Hence, there exists a potential concern that the recognition of revenue might not align accurately
with the stipulated timeframe as outlined in Ind AS 115 ‘Revenue from contracts with
customers’. As a result, this matter was identified as a significant focus area during the
examination of the standalone financial statements prepared in accordance with Ind AS.

Our audit procedures encompassed the following actions:


 Evaluating the sufficiency of the Company’s revenue recognition policy and its alignment
with Ind AS 115 ‘Revenue from contracts with customers’.
 Analyzing the structure and testing the effectiveness of internal controls pertaining to
revenue recognition.
 Conducting sampling assessments of individual sales transactions and cross-referencing them
with sales invoices and associated records. For the chosen samples, we verified that revenue
recognition followed the guidelines of Ind AS 115 in accordance with the specified
incoterms.
 Selecting a sample of sales transactions occurring both before and after the year-end, and
confirming the alignment of revenue recognition periods with underlying supporting
documentation.
 Assessing the relevant disclosures provided within the standalone financial statements
prepared under Ind AS.
Specific agreements grant customers the privilege of returning damaged goods within a
designated timeframe. To gauge the anticipated volume of goods that will not be returned, the
Company employs the expected value approach. This method was chosen because it offers the
most accurate prediction of the variable consideration the Company is entitled to.

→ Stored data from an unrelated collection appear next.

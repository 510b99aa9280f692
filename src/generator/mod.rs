//! 数据生成工作流 - 获取置顶仓库、提取README摘要并组装规范化记录

use anyhow::Result;
use futures::future;

use crate::config::Config;
use crate::github::GitHubClient;
use crate::summary::SummaryExtractor;
use crate::types::project::PinnedProject;

pub mod outlet;

use outlet::{DiskOutlet, Outlet};

/// 获取置顶项目并组装规范化记录。
/// 构建期入口与运行时数据加载共用此函数。
/// 主查询失败向上传播；单个README获取失败就地降级为无摘要。
pub async fn fetch_pinned_projects(config: &Config) -> Result<Vec<PinnedProject>> {
    // 无访问令牌时不发起任何网络请求
    if config.github.token.trim().is_empty() {
        return Ok(Vec::new());
    }

    let client = GitHubClient::new(&config.github)?;
    let nodes = client.pinned_repositories(&config.username).await?;

    if config.verbose {
        println!("🔄 已获取 {} 个置顶仓库，开始提取README摘要...", nodes.len());
    }

    let extractor = SummaryExtractor::with_max_length(config.summary.max_length);

    // 各仓库的README相互独立，并发获取后统一收集；
    // 子任务内部已将失败降级为None，收集阶段不会观察到错误
    let summaries = future::join_all(nodes.iter().map(|node| {
        let client = &client;
        let extractor = &extractor;
        async move {
            let text = client.readme_raw(&node.owner.login, &node.name).await?;
            let summary = extractor.summarize(&text);
            if summary.is_empty() { None } else { Some(summary) }
        }
    }))
    .await;

    // 按GraphQL响应顺序组装，置顶顺序对调用方有意义
    let projects = nodes
        .into_iter()
        .zip(summaries)
        .map(|(node, summary)| PinnedProject::from_node(node, summary))
        .collect();

    Ok(projects)
}

/// 启动数据生成工作流（构建期入口）：获取置顶项目并写入静态JSON产物。
/// 缺失令牌时告警但仍写出合法的空数组，下游始终能读到有效文件
pub async fn launch(config: &Config) -> Result<()> {
    if config.github.token.trim().is_empty() {
        eprintln!("⚠️ 警告: 未配置GitHub访问令牌，将写入空的置顶项目列表");
    } else {
        println!("🔄 正在获取 {} 的置顶仓库...", config.username);
    }

    let projects = fetch_pinned_projects(config).await?;

    let outlet = DiskOutlet::new(config.output_path.clone());
    outlet.save(&projects).await?;

    println!("✅ 置顶项目数据生成完成，共 {} 个项目", projects.len());
    Ok(())
}
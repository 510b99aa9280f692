use anyhow::{Context, Result};
use serde::{Deserialize, Serialize};
use std::fs::File;
use std::io::Read;
use std::path::PathBuf;

/// 应用程序配置
#[derive(Debug, Deserialize, Serialize, Clone)]
#[serde(default)]
pub struct Config {
    /// GitHub用户名（置顶仓库所属账号）
    pub username: String,

    /// 输出文件路径（静态JSON产物）
    pub output_path: PathBuf,

    /// GitHub API配置
    pub github: GitHubConfig,

    /// README摘要提取配置
    pub summary: SummaryConfig,

    /// 是否启用详细日志
    pub verbose: bool,
}

/// GitHub API配置
#[derive(Debug, Deserialize, Serialize, Clone)]
#[serde(default)]
pub struct GitHubConfig {
    /// 访问令牌。为空时不发起任何网络请求，置顶项目列表为空
    pub token: String,

    /// GraphQL API地址
    pub graphql_url: String,

    /// REST API基地址
    pub rest_url: String,

    /// 请求超时时间（秒）
    pub timeout_seconds: u64,
}

/// README摘要提取配置
#[derive(Debug, Deserialize, Serialize, Clone)]
#[serde(default)]
pub struct SummaryConfig {
    /// 摘要最大字符数
    pub max_length: usize,
}

impl Config {
    /// 从文件加载配置
    pub fn from_file(path: &PathBuf) -> Result<Self> {
        let mut file =
            File::open(path).context(format!("Failed to open config file: {:?}", path))?;
        let mut content = String::new();
        file.read_to_string(&mut content)
            .context("Failed to read config file")?;

        let config: Config = toml::from_str(&content).context("Failed to parse config file")?;
        Ok(config)
    }
}

impl Default for Config {
    fn default() -> Self {
        Self {
            username: std::env::var("GITHUB_USERNAME")
                .unwrap_or_else(|_| String::from("swagat110")),
            output_path: PathBuf::from("./public/pinned-projects.json"),
            github: GitHubConfig::default(),
            summary: SummaryConfig::default(),
            verbose: false,
        }
    }
}

impl Default for GitHubConfig {
    fn default() -> Self {
        Self {
            token: std::env::var("PINNED_REPOS_TOKEN")
                .or_else(|_| std::env::var("GITHUB_TOKEN"))
                .unwrap_or_default(),
            graphql_url: String::from("https://api.github.com/graphql"),
            rest_url: String::from("https://api.github.com"),
            timeout_seconds: 30,
        }
    }
}

impl Default for SummaryConfig {
    fn default() -> Self {
        Self { max_length: 320 }
    }
}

Moreover, the constraints stipulated by Ind AS 115, which pertain to limiting estimates of
variable consideration, are employed to ascertain the portion of variable consideration that can be
integrated into the transactional price. In cases where goods are projected to be returned, the
Company records a provision for rebates and damage returns, which is then offset against
revenue.
Ind AS 115 was issued on March 28, 2018, effectively superseding both Ind AS 11, which deals
with Construction Contracts, and Ind AS 18, which pertains to Revenue. This new standard
applies, with only a few specific exceptions, to all revenue stemming from contracts established
with customers.

Ind AS 115 introduces a structured five-step framework designed for accounting revenue that
emerges from customer contracts. It mandates the recognition of revenue at an amount that
accurately mirrors the compensation an entity anticipates acquiring in exchange for providing
goods or services to a customer. Under Ind AS 115, entities are required to exercise discernment,
considering all pertinent facts and circumstances, when navigating through each of the model’s
steps while dealing with customer contracts.
The Company implemented Ind AS 115 through the modified retrospective method of adoption,
effective from 1 April, 2018. The cumulative impact resulting from the initial application of Ind
AS 115, under the modified retrospective approach, is recognized as an adjustment to the
opening balance of retained earnings on the date of initial application. Consequently, the
comparative data has not been restated and is presented in line with the provisions of both Ind
AS 11 and Ind AS 18.

Adjustments have been made by the Company concerning anticipated claims for volume rebates
and the return of damaged goods from its customers. These adjustments fall within the scope of
variable consideration as defined by Ind AS 115, and are required to be offset against Revenue.
The Company has offset the anticipated cost of such rebates and returns, which are expected to
be incurred in the following year based on actual claims made by end-customers, against the
revenue.

Following impact has been considered in respect of this adjustment:


On April 1, 2018, a provision of ₹ 977.13 lacs for rebates and damage returns was created,
accompanied by a corresponding debit of ₹ 977.13 lacs to retained earnings.